## [INSTRUCTIONS FOR THE TASK]
Return each line of the data below that contains the string "types".

ENTRIES PROVIDED below:

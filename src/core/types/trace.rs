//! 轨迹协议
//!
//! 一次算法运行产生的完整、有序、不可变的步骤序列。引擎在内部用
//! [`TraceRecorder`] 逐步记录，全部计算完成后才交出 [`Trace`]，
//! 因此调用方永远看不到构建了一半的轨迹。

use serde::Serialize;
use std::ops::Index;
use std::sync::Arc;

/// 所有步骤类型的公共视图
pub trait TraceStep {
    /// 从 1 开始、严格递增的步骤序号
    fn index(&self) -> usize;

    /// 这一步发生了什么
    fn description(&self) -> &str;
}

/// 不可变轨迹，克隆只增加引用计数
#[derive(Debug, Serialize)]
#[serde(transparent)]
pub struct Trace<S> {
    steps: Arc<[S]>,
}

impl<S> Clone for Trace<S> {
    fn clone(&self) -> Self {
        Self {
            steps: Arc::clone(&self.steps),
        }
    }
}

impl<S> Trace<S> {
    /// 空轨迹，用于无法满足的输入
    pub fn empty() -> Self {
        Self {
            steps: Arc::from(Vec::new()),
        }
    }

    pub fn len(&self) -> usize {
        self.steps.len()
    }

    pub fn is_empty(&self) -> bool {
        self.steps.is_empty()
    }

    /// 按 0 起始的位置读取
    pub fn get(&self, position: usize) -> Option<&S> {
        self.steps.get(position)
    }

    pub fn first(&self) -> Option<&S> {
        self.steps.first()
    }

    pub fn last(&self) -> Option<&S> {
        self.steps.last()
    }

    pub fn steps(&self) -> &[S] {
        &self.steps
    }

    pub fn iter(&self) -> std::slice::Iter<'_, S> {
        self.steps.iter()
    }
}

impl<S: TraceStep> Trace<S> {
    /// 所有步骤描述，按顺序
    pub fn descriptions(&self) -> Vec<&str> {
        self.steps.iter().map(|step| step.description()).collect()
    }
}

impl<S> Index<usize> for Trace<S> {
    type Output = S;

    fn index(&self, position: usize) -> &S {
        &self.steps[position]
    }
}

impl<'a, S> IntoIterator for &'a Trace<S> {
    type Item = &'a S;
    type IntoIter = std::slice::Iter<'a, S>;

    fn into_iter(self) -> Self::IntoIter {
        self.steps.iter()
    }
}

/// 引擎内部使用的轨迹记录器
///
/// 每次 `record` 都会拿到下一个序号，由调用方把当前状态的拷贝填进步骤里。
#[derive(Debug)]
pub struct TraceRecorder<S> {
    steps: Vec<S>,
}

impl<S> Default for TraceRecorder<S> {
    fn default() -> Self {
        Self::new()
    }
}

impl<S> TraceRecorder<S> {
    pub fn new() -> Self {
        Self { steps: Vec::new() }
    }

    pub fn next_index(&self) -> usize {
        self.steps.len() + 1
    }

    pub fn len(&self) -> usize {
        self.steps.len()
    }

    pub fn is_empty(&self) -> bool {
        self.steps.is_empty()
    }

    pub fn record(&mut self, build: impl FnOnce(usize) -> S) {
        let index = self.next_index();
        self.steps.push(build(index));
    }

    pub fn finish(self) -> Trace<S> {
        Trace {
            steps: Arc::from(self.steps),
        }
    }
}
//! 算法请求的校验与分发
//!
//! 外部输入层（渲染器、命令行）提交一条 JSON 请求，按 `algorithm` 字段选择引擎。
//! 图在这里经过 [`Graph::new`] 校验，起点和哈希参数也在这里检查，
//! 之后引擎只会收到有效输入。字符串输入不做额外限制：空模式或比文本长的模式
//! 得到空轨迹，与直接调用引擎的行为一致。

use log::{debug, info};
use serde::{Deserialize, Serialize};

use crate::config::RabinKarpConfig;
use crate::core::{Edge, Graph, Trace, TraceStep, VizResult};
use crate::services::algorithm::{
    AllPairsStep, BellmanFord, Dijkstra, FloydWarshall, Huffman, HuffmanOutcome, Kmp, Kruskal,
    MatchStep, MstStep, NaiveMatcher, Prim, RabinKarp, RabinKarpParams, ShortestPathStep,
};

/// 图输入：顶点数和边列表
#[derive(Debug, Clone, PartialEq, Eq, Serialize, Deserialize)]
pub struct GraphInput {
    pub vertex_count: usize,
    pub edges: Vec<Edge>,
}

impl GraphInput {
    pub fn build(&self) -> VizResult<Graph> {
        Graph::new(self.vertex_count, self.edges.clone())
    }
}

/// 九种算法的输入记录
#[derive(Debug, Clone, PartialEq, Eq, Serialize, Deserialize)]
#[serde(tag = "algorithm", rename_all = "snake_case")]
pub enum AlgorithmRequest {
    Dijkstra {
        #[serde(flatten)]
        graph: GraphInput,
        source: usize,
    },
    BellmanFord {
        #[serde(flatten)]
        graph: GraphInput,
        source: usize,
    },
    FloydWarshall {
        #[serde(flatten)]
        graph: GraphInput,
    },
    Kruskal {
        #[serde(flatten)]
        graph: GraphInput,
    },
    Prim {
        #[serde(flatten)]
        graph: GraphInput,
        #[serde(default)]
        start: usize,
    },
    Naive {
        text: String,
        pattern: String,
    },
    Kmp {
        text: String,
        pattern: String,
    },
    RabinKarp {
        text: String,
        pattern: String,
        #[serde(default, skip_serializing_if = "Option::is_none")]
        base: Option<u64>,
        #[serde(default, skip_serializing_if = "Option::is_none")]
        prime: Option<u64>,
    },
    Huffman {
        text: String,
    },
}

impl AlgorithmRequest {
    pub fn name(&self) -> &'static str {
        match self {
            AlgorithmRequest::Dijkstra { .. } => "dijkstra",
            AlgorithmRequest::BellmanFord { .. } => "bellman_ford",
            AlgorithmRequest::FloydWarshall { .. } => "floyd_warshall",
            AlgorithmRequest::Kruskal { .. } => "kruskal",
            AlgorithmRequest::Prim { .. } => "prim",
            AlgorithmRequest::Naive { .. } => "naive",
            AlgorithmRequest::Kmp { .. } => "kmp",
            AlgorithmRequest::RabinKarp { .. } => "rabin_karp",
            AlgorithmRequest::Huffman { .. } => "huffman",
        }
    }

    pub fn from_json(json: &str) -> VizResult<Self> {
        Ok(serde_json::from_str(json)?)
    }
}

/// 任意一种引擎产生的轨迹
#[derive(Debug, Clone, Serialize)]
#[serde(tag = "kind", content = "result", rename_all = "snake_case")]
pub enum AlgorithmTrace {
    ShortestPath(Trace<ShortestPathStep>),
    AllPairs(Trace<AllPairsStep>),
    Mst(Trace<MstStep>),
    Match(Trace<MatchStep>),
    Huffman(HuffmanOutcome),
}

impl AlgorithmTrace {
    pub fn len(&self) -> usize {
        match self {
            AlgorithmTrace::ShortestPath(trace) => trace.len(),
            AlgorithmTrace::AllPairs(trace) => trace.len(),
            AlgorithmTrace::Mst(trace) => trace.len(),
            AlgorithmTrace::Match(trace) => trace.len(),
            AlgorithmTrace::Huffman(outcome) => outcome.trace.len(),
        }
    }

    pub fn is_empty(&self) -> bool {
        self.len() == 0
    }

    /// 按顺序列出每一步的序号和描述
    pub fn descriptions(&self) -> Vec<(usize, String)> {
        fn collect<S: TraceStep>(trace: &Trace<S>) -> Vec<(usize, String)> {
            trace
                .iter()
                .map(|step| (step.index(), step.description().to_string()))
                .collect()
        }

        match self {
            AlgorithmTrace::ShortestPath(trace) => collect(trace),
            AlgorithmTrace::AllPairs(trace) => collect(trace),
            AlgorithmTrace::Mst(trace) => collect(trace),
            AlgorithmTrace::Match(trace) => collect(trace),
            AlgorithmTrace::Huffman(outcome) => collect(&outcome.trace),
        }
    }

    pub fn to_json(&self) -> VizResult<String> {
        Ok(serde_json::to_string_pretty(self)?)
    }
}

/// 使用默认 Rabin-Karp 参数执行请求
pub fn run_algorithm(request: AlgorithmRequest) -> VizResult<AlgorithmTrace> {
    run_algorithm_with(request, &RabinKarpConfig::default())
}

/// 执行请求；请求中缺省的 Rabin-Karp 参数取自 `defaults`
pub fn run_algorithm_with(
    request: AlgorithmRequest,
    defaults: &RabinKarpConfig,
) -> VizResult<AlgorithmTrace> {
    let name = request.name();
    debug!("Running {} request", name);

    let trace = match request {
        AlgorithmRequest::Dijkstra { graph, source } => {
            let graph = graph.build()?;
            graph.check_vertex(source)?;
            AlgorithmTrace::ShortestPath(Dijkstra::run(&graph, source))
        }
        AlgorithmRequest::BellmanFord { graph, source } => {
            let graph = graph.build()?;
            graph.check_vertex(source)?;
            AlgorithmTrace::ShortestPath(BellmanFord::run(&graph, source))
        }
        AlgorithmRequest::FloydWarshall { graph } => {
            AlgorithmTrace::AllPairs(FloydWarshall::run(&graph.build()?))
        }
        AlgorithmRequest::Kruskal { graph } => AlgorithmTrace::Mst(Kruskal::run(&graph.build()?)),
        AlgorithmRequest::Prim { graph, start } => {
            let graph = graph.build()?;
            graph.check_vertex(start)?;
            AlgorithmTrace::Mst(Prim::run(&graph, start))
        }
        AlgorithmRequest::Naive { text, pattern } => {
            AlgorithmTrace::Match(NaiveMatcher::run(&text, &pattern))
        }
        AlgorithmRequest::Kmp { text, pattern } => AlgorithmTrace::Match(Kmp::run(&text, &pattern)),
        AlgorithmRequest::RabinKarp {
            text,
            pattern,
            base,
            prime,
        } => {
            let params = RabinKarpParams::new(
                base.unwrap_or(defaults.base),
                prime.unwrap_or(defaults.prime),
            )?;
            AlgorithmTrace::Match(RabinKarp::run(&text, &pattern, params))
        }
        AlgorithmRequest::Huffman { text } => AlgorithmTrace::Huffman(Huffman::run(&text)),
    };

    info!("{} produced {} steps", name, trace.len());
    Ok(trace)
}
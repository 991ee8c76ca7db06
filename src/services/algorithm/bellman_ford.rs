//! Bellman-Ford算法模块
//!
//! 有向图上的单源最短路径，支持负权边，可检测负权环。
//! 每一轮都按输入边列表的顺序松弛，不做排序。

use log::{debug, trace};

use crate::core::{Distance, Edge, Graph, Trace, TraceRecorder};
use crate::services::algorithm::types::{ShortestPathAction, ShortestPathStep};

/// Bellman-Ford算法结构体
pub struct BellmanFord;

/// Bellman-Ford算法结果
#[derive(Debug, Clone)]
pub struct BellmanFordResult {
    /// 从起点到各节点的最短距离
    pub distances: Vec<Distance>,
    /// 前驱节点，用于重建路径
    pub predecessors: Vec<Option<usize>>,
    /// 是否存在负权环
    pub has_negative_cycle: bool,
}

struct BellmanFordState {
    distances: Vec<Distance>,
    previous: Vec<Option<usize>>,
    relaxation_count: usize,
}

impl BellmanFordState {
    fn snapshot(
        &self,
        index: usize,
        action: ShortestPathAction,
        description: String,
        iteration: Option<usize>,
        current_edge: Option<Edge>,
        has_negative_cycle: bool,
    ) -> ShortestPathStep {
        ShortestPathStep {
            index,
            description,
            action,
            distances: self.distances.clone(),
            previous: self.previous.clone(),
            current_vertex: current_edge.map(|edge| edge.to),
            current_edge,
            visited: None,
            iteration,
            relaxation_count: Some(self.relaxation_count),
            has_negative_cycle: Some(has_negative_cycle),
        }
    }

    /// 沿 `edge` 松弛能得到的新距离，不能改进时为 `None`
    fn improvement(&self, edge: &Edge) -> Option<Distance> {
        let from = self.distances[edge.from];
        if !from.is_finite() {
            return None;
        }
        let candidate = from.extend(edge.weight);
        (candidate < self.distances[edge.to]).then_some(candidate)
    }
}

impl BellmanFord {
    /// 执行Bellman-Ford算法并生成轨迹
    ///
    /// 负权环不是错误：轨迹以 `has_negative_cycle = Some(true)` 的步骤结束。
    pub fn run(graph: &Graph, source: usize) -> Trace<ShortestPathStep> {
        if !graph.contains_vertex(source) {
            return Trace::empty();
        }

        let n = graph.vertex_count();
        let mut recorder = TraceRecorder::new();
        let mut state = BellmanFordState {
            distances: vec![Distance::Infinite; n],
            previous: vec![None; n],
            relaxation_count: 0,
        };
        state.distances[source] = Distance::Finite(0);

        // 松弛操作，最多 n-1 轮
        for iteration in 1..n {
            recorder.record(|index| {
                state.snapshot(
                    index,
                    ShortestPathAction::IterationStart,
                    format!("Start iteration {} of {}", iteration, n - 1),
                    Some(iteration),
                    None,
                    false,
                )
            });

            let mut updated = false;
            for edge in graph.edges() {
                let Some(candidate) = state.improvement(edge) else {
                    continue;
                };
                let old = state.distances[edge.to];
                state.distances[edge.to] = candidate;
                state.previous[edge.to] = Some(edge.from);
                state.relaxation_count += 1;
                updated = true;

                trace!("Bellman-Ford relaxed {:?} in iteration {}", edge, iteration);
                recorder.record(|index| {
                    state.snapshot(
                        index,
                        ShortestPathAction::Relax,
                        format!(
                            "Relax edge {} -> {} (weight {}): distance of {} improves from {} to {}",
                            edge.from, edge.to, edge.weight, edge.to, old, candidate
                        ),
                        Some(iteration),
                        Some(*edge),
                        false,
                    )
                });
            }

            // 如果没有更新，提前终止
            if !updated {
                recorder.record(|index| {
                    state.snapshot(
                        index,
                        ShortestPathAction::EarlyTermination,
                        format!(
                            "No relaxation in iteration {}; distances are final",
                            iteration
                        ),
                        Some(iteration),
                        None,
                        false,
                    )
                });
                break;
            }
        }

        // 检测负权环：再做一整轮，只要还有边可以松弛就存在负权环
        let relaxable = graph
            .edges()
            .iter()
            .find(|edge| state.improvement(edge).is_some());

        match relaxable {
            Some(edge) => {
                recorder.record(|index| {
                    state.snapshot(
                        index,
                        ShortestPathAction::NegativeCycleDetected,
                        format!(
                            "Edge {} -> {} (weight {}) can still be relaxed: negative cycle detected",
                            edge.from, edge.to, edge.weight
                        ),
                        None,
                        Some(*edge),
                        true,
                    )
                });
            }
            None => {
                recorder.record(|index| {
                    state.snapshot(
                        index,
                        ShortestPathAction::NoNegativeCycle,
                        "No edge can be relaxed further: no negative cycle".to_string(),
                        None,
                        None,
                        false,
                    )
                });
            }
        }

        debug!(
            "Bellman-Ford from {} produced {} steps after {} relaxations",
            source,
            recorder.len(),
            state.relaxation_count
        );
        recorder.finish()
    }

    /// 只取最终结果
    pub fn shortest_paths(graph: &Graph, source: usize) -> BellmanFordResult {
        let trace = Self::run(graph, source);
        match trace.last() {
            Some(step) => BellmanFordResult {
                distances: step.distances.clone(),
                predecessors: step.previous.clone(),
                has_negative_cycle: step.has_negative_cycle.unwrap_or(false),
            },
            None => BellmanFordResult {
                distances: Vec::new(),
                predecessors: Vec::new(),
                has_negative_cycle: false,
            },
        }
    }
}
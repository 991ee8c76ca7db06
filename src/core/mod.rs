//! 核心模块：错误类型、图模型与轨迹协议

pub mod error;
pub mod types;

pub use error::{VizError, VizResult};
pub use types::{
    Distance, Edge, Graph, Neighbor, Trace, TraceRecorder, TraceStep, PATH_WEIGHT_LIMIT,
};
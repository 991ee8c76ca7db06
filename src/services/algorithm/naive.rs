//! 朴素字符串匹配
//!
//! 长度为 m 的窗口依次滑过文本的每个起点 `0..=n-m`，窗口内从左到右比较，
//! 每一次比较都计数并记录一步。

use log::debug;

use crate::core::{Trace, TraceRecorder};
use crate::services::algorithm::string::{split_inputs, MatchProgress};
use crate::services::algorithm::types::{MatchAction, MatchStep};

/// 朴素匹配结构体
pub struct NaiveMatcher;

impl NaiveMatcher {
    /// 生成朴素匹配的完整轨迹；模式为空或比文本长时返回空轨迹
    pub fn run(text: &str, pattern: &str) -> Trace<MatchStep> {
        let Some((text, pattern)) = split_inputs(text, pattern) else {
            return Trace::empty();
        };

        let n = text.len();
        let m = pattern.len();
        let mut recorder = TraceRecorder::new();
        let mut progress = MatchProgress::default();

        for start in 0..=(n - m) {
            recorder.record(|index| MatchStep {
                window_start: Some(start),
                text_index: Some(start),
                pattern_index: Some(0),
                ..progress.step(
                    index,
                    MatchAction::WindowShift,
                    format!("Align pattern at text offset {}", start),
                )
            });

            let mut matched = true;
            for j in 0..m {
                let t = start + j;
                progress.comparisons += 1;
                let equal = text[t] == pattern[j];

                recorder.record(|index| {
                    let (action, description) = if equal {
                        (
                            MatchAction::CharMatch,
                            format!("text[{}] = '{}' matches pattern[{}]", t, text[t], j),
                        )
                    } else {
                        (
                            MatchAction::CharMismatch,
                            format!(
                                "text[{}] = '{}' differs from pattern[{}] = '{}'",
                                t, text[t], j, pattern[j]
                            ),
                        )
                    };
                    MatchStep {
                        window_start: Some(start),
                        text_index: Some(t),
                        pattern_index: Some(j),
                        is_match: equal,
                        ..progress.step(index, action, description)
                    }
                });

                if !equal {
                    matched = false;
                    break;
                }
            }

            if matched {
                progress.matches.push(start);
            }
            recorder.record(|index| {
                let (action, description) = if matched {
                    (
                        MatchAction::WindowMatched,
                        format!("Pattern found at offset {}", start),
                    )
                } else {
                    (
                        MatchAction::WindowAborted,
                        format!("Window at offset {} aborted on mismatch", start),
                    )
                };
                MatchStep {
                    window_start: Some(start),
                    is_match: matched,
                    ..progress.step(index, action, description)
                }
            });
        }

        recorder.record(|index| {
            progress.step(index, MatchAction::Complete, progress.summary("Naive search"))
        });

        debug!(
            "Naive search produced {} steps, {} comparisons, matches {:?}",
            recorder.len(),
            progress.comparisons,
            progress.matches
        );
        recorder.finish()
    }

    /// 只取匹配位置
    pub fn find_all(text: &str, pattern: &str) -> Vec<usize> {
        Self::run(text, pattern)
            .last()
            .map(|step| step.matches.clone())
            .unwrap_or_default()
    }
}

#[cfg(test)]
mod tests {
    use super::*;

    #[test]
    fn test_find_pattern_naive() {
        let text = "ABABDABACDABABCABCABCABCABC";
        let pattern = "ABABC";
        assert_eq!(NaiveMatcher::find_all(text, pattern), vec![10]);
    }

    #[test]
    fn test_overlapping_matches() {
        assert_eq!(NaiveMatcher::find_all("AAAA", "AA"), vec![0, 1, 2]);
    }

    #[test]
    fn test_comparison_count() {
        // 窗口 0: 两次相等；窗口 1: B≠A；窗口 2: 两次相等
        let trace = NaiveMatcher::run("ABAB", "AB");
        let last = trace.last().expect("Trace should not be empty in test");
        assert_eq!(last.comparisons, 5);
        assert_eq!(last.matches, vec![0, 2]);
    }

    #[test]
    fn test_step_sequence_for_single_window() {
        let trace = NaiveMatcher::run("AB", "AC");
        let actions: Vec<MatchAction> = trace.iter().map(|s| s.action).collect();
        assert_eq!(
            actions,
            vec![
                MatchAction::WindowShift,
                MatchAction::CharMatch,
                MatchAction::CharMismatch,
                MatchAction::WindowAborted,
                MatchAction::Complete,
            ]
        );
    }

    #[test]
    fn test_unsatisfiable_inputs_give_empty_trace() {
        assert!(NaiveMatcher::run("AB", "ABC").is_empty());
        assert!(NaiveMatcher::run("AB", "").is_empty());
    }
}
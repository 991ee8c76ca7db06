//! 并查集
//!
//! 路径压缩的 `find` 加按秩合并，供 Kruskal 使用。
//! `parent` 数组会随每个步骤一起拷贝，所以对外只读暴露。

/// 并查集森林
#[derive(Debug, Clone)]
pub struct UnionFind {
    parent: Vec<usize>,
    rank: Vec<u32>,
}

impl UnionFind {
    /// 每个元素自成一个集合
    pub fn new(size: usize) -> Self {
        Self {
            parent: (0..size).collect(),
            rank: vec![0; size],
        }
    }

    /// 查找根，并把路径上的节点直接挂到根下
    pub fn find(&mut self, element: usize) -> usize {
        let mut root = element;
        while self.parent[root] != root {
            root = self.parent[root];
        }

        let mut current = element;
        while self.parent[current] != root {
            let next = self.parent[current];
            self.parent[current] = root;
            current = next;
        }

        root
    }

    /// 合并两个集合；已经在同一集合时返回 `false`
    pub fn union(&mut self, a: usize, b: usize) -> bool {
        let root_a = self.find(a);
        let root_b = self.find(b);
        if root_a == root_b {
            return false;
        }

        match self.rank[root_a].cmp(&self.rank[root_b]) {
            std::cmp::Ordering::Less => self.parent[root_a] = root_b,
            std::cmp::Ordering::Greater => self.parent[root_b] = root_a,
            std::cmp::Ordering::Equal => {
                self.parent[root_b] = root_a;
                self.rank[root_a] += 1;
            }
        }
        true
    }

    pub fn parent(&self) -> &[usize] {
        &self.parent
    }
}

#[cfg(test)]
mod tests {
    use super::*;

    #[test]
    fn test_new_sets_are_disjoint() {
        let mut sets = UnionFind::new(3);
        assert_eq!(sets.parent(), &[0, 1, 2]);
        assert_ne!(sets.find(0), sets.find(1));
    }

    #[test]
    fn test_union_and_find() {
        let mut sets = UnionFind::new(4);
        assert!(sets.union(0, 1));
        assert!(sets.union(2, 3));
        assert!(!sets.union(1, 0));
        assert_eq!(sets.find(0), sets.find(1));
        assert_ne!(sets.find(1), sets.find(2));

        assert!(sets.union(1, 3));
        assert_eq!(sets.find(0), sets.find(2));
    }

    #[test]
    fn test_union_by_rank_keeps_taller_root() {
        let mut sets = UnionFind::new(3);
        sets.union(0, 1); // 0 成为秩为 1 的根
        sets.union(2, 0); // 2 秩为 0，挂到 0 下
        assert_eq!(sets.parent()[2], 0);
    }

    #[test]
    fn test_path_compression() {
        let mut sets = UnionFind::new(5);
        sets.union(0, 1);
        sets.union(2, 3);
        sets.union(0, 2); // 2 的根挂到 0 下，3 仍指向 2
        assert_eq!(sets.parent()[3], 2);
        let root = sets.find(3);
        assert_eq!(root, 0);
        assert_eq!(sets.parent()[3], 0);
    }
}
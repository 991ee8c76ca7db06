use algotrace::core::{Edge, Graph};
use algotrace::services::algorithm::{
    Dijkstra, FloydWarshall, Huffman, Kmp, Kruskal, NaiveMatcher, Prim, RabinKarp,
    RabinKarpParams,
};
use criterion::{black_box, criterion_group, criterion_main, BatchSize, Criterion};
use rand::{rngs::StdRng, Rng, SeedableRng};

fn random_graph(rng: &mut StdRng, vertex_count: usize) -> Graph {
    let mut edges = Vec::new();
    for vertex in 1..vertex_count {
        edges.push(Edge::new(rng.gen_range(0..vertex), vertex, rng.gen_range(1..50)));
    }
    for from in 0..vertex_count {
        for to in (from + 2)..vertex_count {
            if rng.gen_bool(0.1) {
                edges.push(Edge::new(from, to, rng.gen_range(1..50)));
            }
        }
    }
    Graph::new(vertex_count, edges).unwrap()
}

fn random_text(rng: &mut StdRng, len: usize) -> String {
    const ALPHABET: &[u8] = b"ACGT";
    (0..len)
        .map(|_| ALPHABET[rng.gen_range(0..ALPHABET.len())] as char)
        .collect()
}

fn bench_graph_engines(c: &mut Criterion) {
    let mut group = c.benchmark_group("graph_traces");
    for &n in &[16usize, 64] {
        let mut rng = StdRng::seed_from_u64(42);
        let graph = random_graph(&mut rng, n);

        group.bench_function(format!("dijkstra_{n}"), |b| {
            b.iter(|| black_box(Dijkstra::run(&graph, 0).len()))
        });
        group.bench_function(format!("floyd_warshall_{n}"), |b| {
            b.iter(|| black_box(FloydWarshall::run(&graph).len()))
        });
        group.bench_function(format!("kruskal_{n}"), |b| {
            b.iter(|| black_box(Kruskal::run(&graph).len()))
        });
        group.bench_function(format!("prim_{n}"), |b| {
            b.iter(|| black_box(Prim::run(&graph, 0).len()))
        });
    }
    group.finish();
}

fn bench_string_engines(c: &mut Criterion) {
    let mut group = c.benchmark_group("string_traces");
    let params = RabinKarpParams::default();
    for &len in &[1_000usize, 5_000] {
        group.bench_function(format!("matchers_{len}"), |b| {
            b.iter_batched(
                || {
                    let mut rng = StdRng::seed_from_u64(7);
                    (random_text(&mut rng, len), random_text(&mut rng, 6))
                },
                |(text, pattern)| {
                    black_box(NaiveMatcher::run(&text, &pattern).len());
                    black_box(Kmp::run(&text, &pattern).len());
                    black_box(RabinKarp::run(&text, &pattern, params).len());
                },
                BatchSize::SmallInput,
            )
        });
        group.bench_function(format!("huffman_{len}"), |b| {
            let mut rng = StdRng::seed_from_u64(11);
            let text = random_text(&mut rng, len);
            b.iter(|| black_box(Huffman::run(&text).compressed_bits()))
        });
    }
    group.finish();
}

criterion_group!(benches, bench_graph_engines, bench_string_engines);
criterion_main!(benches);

End of ENTRIES PROVIDED.

## [ANSWER BOX]
filename src/core/types/trace.rs
use crate::services::algorithm::types::{ShortestPathAction, ShortestPathStep};
pub mod types;
pub use types::{
use crate::services::algorithm::types::{MatchAction, MatchStep};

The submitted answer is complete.